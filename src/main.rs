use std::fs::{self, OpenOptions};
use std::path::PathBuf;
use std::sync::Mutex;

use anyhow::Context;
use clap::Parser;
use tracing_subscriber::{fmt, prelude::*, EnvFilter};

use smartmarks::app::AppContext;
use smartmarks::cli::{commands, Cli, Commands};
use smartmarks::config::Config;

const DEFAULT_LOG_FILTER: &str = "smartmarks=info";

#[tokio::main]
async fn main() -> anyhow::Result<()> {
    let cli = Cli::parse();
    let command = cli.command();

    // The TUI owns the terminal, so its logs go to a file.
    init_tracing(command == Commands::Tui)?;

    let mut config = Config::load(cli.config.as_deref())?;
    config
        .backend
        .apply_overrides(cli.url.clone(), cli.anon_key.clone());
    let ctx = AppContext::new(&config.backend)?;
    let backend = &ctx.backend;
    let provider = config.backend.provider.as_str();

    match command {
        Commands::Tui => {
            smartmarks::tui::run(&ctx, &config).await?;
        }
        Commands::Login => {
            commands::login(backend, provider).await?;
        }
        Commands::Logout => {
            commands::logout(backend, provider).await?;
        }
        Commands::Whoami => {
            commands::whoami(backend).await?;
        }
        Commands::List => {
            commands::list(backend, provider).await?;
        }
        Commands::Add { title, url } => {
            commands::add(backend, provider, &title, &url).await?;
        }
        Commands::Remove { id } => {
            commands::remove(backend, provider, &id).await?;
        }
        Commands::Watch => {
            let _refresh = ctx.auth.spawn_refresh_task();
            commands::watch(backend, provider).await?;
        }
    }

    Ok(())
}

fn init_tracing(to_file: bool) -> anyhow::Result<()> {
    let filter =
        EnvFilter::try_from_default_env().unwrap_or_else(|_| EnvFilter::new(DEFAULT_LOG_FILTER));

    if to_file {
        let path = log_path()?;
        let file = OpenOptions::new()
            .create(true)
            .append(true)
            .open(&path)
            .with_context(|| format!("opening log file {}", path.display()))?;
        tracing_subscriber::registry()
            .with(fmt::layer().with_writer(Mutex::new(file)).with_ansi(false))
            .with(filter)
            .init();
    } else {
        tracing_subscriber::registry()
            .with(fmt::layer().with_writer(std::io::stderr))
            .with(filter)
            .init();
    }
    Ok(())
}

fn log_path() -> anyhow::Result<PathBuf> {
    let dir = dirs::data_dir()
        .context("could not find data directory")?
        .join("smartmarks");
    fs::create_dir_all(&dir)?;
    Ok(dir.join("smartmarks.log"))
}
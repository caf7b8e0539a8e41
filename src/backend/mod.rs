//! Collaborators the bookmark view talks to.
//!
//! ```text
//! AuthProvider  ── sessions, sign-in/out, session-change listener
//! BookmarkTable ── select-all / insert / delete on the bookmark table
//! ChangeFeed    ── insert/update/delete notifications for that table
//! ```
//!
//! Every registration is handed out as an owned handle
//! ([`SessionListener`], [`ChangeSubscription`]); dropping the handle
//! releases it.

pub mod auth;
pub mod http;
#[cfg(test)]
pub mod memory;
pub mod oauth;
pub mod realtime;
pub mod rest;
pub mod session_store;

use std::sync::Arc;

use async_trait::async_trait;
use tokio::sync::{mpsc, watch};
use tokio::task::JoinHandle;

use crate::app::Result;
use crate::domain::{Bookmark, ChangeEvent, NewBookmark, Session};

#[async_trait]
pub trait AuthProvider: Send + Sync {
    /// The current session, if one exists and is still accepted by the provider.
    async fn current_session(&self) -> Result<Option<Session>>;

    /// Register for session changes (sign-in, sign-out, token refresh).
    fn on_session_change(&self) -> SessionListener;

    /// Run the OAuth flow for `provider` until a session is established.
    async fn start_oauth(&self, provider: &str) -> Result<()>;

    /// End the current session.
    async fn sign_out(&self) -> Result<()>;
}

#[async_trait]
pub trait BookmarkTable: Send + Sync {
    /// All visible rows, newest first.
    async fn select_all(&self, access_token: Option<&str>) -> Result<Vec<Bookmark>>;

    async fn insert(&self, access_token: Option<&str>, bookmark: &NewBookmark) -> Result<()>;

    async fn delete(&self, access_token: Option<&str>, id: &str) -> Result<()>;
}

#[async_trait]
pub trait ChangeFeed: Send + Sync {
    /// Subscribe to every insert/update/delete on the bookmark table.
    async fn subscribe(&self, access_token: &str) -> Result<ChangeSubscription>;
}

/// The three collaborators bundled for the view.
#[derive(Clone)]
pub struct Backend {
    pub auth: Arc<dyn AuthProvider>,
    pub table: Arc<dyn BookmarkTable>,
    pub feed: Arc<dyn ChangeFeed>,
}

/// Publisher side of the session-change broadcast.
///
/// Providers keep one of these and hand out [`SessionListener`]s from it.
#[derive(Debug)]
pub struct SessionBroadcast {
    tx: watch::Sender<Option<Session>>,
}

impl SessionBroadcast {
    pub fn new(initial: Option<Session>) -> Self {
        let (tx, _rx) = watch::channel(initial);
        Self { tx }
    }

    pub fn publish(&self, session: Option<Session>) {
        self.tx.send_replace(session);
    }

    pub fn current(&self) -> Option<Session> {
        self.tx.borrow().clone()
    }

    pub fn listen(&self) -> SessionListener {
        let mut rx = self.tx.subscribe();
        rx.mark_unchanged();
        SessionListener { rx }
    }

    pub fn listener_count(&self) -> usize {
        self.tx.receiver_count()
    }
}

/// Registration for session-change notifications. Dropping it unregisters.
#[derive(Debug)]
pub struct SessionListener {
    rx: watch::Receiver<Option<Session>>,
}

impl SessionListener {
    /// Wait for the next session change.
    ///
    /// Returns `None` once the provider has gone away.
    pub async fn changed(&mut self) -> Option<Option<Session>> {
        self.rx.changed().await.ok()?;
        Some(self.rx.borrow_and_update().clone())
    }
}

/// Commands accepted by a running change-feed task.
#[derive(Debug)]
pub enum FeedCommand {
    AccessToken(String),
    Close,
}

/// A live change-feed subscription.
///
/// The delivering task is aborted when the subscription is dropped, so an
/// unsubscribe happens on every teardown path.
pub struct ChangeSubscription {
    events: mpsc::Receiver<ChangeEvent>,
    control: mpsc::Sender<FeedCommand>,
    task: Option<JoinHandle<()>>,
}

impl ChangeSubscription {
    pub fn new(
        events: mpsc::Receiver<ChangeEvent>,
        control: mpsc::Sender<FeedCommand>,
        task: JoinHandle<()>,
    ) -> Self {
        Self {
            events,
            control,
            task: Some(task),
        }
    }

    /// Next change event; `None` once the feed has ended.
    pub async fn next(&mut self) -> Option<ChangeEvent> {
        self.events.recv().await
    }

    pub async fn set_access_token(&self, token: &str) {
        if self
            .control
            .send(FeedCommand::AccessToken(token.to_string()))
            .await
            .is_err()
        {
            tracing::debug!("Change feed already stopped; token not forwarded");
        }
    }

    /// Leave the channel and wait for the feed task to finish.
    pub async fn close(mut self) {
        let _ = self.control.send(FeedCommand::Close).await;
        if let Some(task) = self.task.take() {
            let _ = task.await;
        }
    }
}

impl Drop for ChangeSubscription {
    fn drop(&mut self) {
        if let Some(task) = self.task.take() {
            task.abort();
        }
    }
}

===

▸ Problem description
Set the records above down again, exactly as they read.

▸ Exercise answer
filename src/main.rs
use std::fs::{self, OpenOptions};
use std::path::PathBuf;
use std::sync::Mutex;

use anyhow::Context;
use clap::Parser;
use tracing_subscriber::{fmt, prelude::*, EnvFilter};

use smartmarks::app::AppContext;
use smartmarks::cli::{commands, Cli, Commands};
use smartmarks::config::Config;

const DEFAULT_LOG_FILTER: &str = "smartmarks=info";

#[tokio::main]
async fn main() -> anyhow::Result<()> {
    let cli = Cli::parse();
    let command = cli.command();

    // The TUI owns the terminal, so its logs go to a file.
    init_tracing(command == Commands::Tui)?;

    let mut config = Config::load(cli.config.as_deref())?;
    config
        .backend
        .apply_overrides(cli.url.clone(), cli.anon_key.clone());
    let ctx = AppContext::new(&config.backend)?;
    let backend = &ctx.backend;
    let provider = config.backend.provider.as_str();

    match command {
        Commands::Tui => {
            smartmarks::tui::run(&ctx, &config).await?;
        }
        Commands::Login => {
            commands::login(backend, provider).await?;
        }
        Commands::Logout => {
            commands::logout(backend, provider).await?;
        }
        Commands::Whoami => {
            commands::whoami(backend).await?;
        }
        Commands::List => {
            commands::list(backend, provider).await?;
        }
        Commands::Add { title, url } => {
            commands::add(backend, provider, &title, &url).await?;
        }
        Commands::Remove { id } => {
            commands::remove(backend, provider, &id).await?;
        }
        Commands::Watch => {
            let _refresh = ctx.auth.spawn_refresh_task();
            commands::watch(backend, provider).await?;
        }
    }

    Ok(())
}

fn init_tracing(to_file: bool) -> anyhow::Result<()> {
    let filter =
        EnvFilter::try_from_default_env().unwrap_or_else(|_| EnvFilter::new(DEFAULT_LOG_FILTER));

    if to_file {
        let path = log_path()?;
        let file = OpenOptions::new()
            .create(true)
            .append(true)
            .open(&path)
            .with_context(|| format!("opening log file {}", path.display()))?;
        tracing_subscriber::registry()
            .with(fmt::layer().with_writer(Mutex::new(file)).with_ansi(false))
            .with(filter)
            .init();
    } else {
        tracing_subscriber::registry()
            .with(fmt::layer().with_writer(std::io::stderr))
            .with(filter)
            .init();
    }
    Ok(())
}

fn log_path() -> anyhow::Result<PathBuf> {
    let dir = dirs::data_dir()
        .context("could not find data directory")?
        .join("smartmarks");
    fs::create_dir_all(&dir)?;
    Ok(dir.join("smartmarks.log"))
}
repository caf7b8e0539a8e41
filename src/backend/mod.rs
//! Collaborators the bookmark view talks to.
//!
//! ```text
//! AuthProvider  ── sessions, sign-in/out, session-change listener
//! BookmarkTable ── select-all / insert / delete on the bookmark table
//! ChangeFeed    ── insert/update/delete notifications for that table
//! ```
//!
//! Every registration is handed out as an owned handle
//! ([`SessionListener`], [`ChangeSubscription`]); dropping the handle
//! releases it.

pub mod auth;
pub mod http;
#[cfg(test)]
pub mod memory;
pub mod oauth;
pub mod realtime;
pub mod rest;
pub mod session_store;

use std::sync::Arc;

use async_trait::async_trait;
use tokio::sync::{mpsc, watch};
use tokio::task::JoinHandle;

use crate::app::Result;
use crate::domain::{Bookmark, ChangeEvent, NewBookmark, Session};

#[async_trait]
pub trait AuthProvider: Send + Sync {
    /// The current session, if one exists and is still accepted by the provider.
    async fn current_session(&self) -> Result<Option<Session>>;

    /// Register for session changes (sign-in, sign-out, token refresh).
    fn on_session_change(&self) -> SessionListener;

    /// Run the OAuth flow for `provider` until a session is established.
    async fn start_oauth(&self, provider: &str) -> Result<()>;

    /// End the current session.
    async fn sign_out(&self) -> Result<()>;
}

#[async_trait]
pub trait BookmarkTable: Send + Sync {
    /// All visible rows, newest first.
    async fn select_all(&self, access_token: Option<&str>) -> Result<Vec<Bookmark>>;

    async fn insert(&self, access_token: Option<&str>, bookmark: &NewBookmark) -> Result<()>;

    async fn delete(&self, access_token: Option<&str>, id: &str) -> Result<()>;
}

#[async_trait]
pub trait ChangeFeed: Send + Sync {
    /// Subscribe to every insert/update/delete on the bookmark table.
    async fn subscribe(&self, access_token: &str) -> Result<ChangeSubscription>;
}

/// The three collaborators bundled for the view.
#[derive(Clone)]
pub struct Backend {
    pub auth: Arc<dyn AuthProvider>,
    pub table: Arc<dyn BookmarkTable>,
    pub feed: Arc<dyn ChangeFeed>,
}

/// Publisher side of the session-change broadcast.
///
/// Providers keep one of these and hand out [`SessionListener`]s from it.
#[derive(Debug)]
pub struct SessionBroadcast {
    tx: watch::Sender<Option<Session>>,
}

impl SessionBroadcast {
    pub fn new(initial: Option<Session>) -> Self {
        let (tx, _rx) = watch::channel(initial);
        Self { tx }
    }

    pub fn publish(&self, session: Option<Session>) {
        self.tx.send_replace(session);
    }

    pub fn current(&self) -> Option<Session> {
        self.tx.borrow().clone()
    }

    pub fn listen(&self) -> SessionListener {
        let mut rx = self.tx.subscribe();
        rx.mark_unchanged();
        SessionListener { rx }
    }

    pub fn listener_count(&self) -> usize {
        self.tx.receiver_count()
    }
}

/// Registration for session-change notifications. Dropping it unregisters.
#[derive(Debug)]
pub struct SessionListener {
    rx: watch::Receiver<Option<Session>>,
}

impl SessionListener {
    /// Wait for the next session change.
    ///
    /// Returns `None` once the provider has gone away.
    pub async fn changed(&mut self) -> Option<Option<Session>> {
        self.rx.changed().await.ok()?;
        Some(self.rx.borrow_and_update().clone())
    }
}

/// Commands accepted by a running change-feed task.
#[derive(Debug)]
pub enum FeedCommand {
    AccessToken(String),
    Close,
}

/// A live change-feed subscription.
///
/// The delivering task is aborted when the subscription is dropped, so an
/// unsubscribe happens on every teardown path.
pub struct ChangeSubscription {
    events: mpsc::Receiver<ChangeEvent>,
    control: mpsc::Sender<FeedCommand>,
    task: Option<JoinHandle<()>>,
}

impl ChangeSubscription {
    pub fn new(
        events: mpsc::Receiver<ChangeEvent>,
        control: mpsc::Sender<FeedCommand>,
        task: JoinHandle<()>,
    ) -> Self {
        Self {
            events,
            control,
            task: Some(task),
        }
    }

    /// Next change event; `None` once the feed has ended.
    pub async fn next(&mut self) -> Option<ChangeEvent> {
        self.events.recv().await
    }

    pub async fn set_access_token(&self, token: &str) {
        if self
            .control
            .send(FeedCommand::AccessToken(token.to_string()))
            .await
            .is_err()
        {
            tracing::debug!("Change feed already stopped; token not forwarded");
        }
    }

    /// Leave the channel and wait for the feed task to finish.
    pub async fn close(mut self) {
        let _ = self.control.send(FeedCommand::Close).await;
        if let Some(task) = self.task.take() {
            let _ = task.await;
        }
    }
}

impl Drop for ChangeSubscription {
    fn drop(&mut self) {
        if let Some(task) = self.task.take() {
            task.abort();
        }
    }
}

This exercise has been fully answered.